**TASK**
Whenever a line carries the word "untagged", pull it out of the entries.

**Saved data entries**
>>
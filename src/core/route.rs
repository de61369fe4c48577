use serde::{Deserialize, Serialize};

pub const DEFAULT_ROUTE_PORT: u16 = 443;
pub const DEFAULT_ROUTE_PRIORITY: i64 = 999;

/// Wire protocol spoken to a backend.
#[derive(Debug, Clone, Copy, Default, PartialEq, Eq, Serialize, Deserialize)]
#[serde(rename_all = "lowercase")]
pub enum Scheme {
    Http,
    #[default]
    Https,
}

impl Scheme {
    pub fn as_str(self) -> &'static str {
        match self {
            Scheme::Http => "http",
            Scheme::Https => "https",
        }
    }

    pub fn default_port(self) -> u16 {
        match self {
            Scheme::Http => 80,
            Scheme::Https => 443,
        }
    }
}

/// Origin tag of a route. `agent` and `tunnel` carry semantics (protocol
/// derivation and force-routing); any other tag is informational.
#[derive(Debug, Clone, PartialEq, Eq, Serialize, Deserialize)]
#[serde(rename_all = "lowercase")]
pub enum RouteSource {
    Agent,
    Tunnel,
    #[serde(untagged)]
    Other(String),
}

impl RouteSource {
    pub fn as_str(&self) -> &str {
        match self {
            RouteSource::Agent => "agent",
            RouteSource::Tunnel => "tunnel",
            RouteSource::Other(tag) => tag,
        }
    }
}

/// Health-check hint attached to a route by the resolution API. Recognized
/// for schema compatibility; the gateway tracks health passively and does
/// not probe it.
#[derive(Debug, Clone, PartialEq, Eq, Serialize, Deserialize)]
#[serde(rename_all = "camelCase")]
pub struct HealthCheckSpec {
    pub path: String,
    #[serde(default, skip_serializing_if = "Option::is_none")]
    pub host: Option<String>,
}

/// One candidate backend for a tenant. Routes are immutable value objects;
/// selection and health tracking never mutate them.
#[derive(Debug, Clone, PartialEq, Eq, Serialize, Deserialize)]
#[serde(rename_all = "camelCase")]
pub struct Route {
    pub ip: String,
    #[serde(default = "default_port")]
    pub port: u16,
    #[serde(default = "default_priority")]
    pub priority: i64,
    #[serde(default)]
    pub scheme: Scheme,
    #[serde(default)]
    pub source: Option<RouteSource>,
    #[serde(default, skip_serializing_if = "Option::is_none")]
    pub health_check: Option<HealthCheckSpec>,
}

fn default_port() -> u16 {
    DEFAULT_ROUTE_PORT
}

fn default_priority() -> i64 {
    DEFAULT_ROUTE_PRIORITY
}

impl Route {
    /// Protocol actually spoken on the wire. Tunnel routes terminate TLS at
    /// the tunnel endpoint, so they are always plain http regardless of the
    /// advertised scheme.
    pub fn wire_protocol(&self) -> Scheme {
        if matches!(self.source, Some(RouteSource::Tunnel)) {
            Scheme::Http
        } else {
            self.scheme
        }
    }

    /// The host part of a URL authority; IPv6 literals are bracketed.
    pub fn host_part(&self) -> String {
        if self.ip.contains(':') && !self.ip.starts_with('[') {
            format!("[{}]", self.ip)
        } else {
            self.ip.clone()
        }
    }

    pub fn authority(&self) -> String {
        format!("{}:{}", self.host_part(), self.port)
    }

    /// Key under which passive-health state for this backend is tracked.
    pub fn health_key(&self) -> String {
        format!("{}:{}", self.ip, self.port)
    }

    pub fn source_tag(&self) -> &str {
        self.source
            .as_ref()
            .map(RouteSource::as_str)
            .unwrap_or("unknown")
    }
}

/// Response of the v2 resolution API, also the internal representation a
/// cache hit or an upgraded v1 response is reshaped into.
#[derive(Debug, Clone, Default, Serialize, Deserialize)]
#[serde(rename_all = "camelCase")]
pub struct Resolution {
    #[serde(default)]
    pub user_id: Option<String>,
    #[serde(default)]
    pub domain_name: Option<String>,
    #[serde(default)]
    pub server_domain: Option<String>,
    #[serde(default)]
    pub routes: Vec<Route>,
    #[serde(default)]
    pub routes_ttl: Option<u64>,
    #[serde(default)]
    pub last_seen_online: Option<String>,
}

impl Resolution {
    pub fn from_cached_routes(routes: Vec<Route>) -> Self {
        Resolution {
            routes,
            ..Default::default()
        }
    }
}

/// Response of the legacy v1 resolution API: a single backend address.
#[derive(Debug, Clone, Deserialize)]
#[serde(rename_all = "camelCase")]
pub struct LegacyResolution {
    pub host_ip: String,
    #[serde(default)]
    pub target_port: Option<u16>,
    #[serde(default)]
    pub user_id: Option<String>,
    #[serde(default)]
    pub domain_name: Option<String>,
    #[serde(default)]
    pub server_domain: Option<String>,
}

impl From<LegacyResolution> for Resolution {
    fn from(legacy: LegacyResolution) -> Self {
        Resolution {
            user_id: legacy.user_id,
            domain_name: legacy.domain_name,
            server_domain: legacy.server_domain,
            routes: vec![Route {
                ip: legacy.host_ip,
                port: legacy.target_port.unwrap_or(DEFAULT_ROUTE_PORT),
                priority: 1,
                scheme: Scheme::default(),
                source: None,
                health_check: None,
            }],
            routes_ttl: None,
            last_seen_online: None,
        }
    }
}

#[cfg(test)]
mod tests {
    use super::*;

    #[test]
    fn test_route_field_defaults() {
        let route: Route = serde_json::from_str(r#"{"ip":"203.0.113.5"}"#)
            .expect("minimal route should deserialize");
        assert_eq!(route.port, 443);
        assert_eq!(route.priority, 999);
        assert_eq!(route.scheme, Scheme::Https);
        assert_eq!(route.source, None);
        assert_eq!(route.health_check, None);
    }

    #[test]
    fn test_route_source_tags() {
        let route: Route =
            serde_json::from_str(r#"{"ip":"203.0.113.5","source":"agent"}"#).unwrap();
        assert_eq!(route.source, Some(RouteSource::Agent));
        assert_eq!(route.source_tag(), "agent");

        let route: Route =
            serde_json::from_str(r#"{"ip":"203.0.113.5","source":"gateway"}"#).unwrap();
        assert_eq!(route.source, Some(RouteSource::Other("gateway".to_string())));
        assert_eq!(route.source_tag(), "gateway");
    }

    #[test]
    fn test_tunnel_routes_always_speak_http() {
        let tunnel: Route =
            serde_json::from_str(r#"{"ip":"203.0.113.5","scheme":"https","source":"tunnel"}"#)
                .unwrap();
        assert_eq!(tunnel.wire_protocol(), Scheme::Http);

        let agent: Route =
            serde_json::from_str(r#"{"ip":"203.0.113.5","scheme":"https","source":"agent"}"#)
                .unwrap();
        assert_eq!(agent.wire_protocol(), Scheme::Https);

        let untagged: Route = serde_json::from_str(r#"{"ip":"203.0.113.5"}"#).unwrap();
        assert_eq!(untagged.wire_protocol(), Scheme::Https);
    }

    #[test]
    fn test_ipv6_authority_is_bracketed() {
        let route: Route =
            serde_json::from_str(r#"{"ip":"2001:db8::1","port":8443}"#).unwrap();
        assert_eq!(route.authority(), "[2001:db8::1]:8443");
        assert_eq!(route.health_key(), "2001:db8::1:8443");

        let route: Route = serde_json::from_str(r#"{"ip":"203.0.113.5"}"#).unwrap();
        assert_eq!(route.authority(), "203.0.113.5:443");
    }

    #[test]
    fn test_legacy_resolution_upgrade() {
        let legacy: LegacyResolution =
            serde_json::from_str(r#"{"hostIp":"198.51.100.7","targetPort":8080}"#).unwrap();
        let resolution: Resolution = legacy.into();
        assert_eq!(resolution.routes.len(), 1);
        let route = &resolution.routes[0];
        assert_eq!(route.ip, "198.51.100.7");
        assert_eq!(route.port, 8080);
        assert_eq!(route.priority, 1);
    }

    #[test]
    fn test_legacy_resolution_default_port() {
        let legacy: LegacyResolution =
            serde_json::from_str(r#"{"hostIp":"198.51.100.7"}"#).unwrap();
        let resolution: Resolution = legacy.into();
        assert_eq!(resolution.routes[0].port, 443);
    }

    #[test]
    fn test_v2_resolution_parses() {
        let body = r#"{
            "userId": "u-1",
            "domainName": "alice.example.com",
            "serverDomain": "example.com",
            "routes": [
                {"ip": "203.0.113.5", "port": 443, "priority": 1, "source": "agent"},
                {"ip": "203.0.113.9", "priority": 2, "source": "tunnel"}
            ],
            "routesTtl": 120
        }"#;
        let resolution: Resolution = serde_json::from_str(body).unwrap();
        assert_eq!(resolution.user_id.as_deref(), Some("u-1"));
        assert_eq!(resolution.routes.len(), 2);
        assert_eq!(resolution.routes_ttl, Some(120));
        assert_eq!(resolution.routes[1].port, 443);
    }
}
<<
**EXERCISE RESULT**
    #[serde(untagged)]
        let untagged: Route = serde_json::from_str(r#"{"ip":"203.0.113.5"}"#).unwrap();
        assert_eq!(untagged.wire_protocol(), Scheme::Https);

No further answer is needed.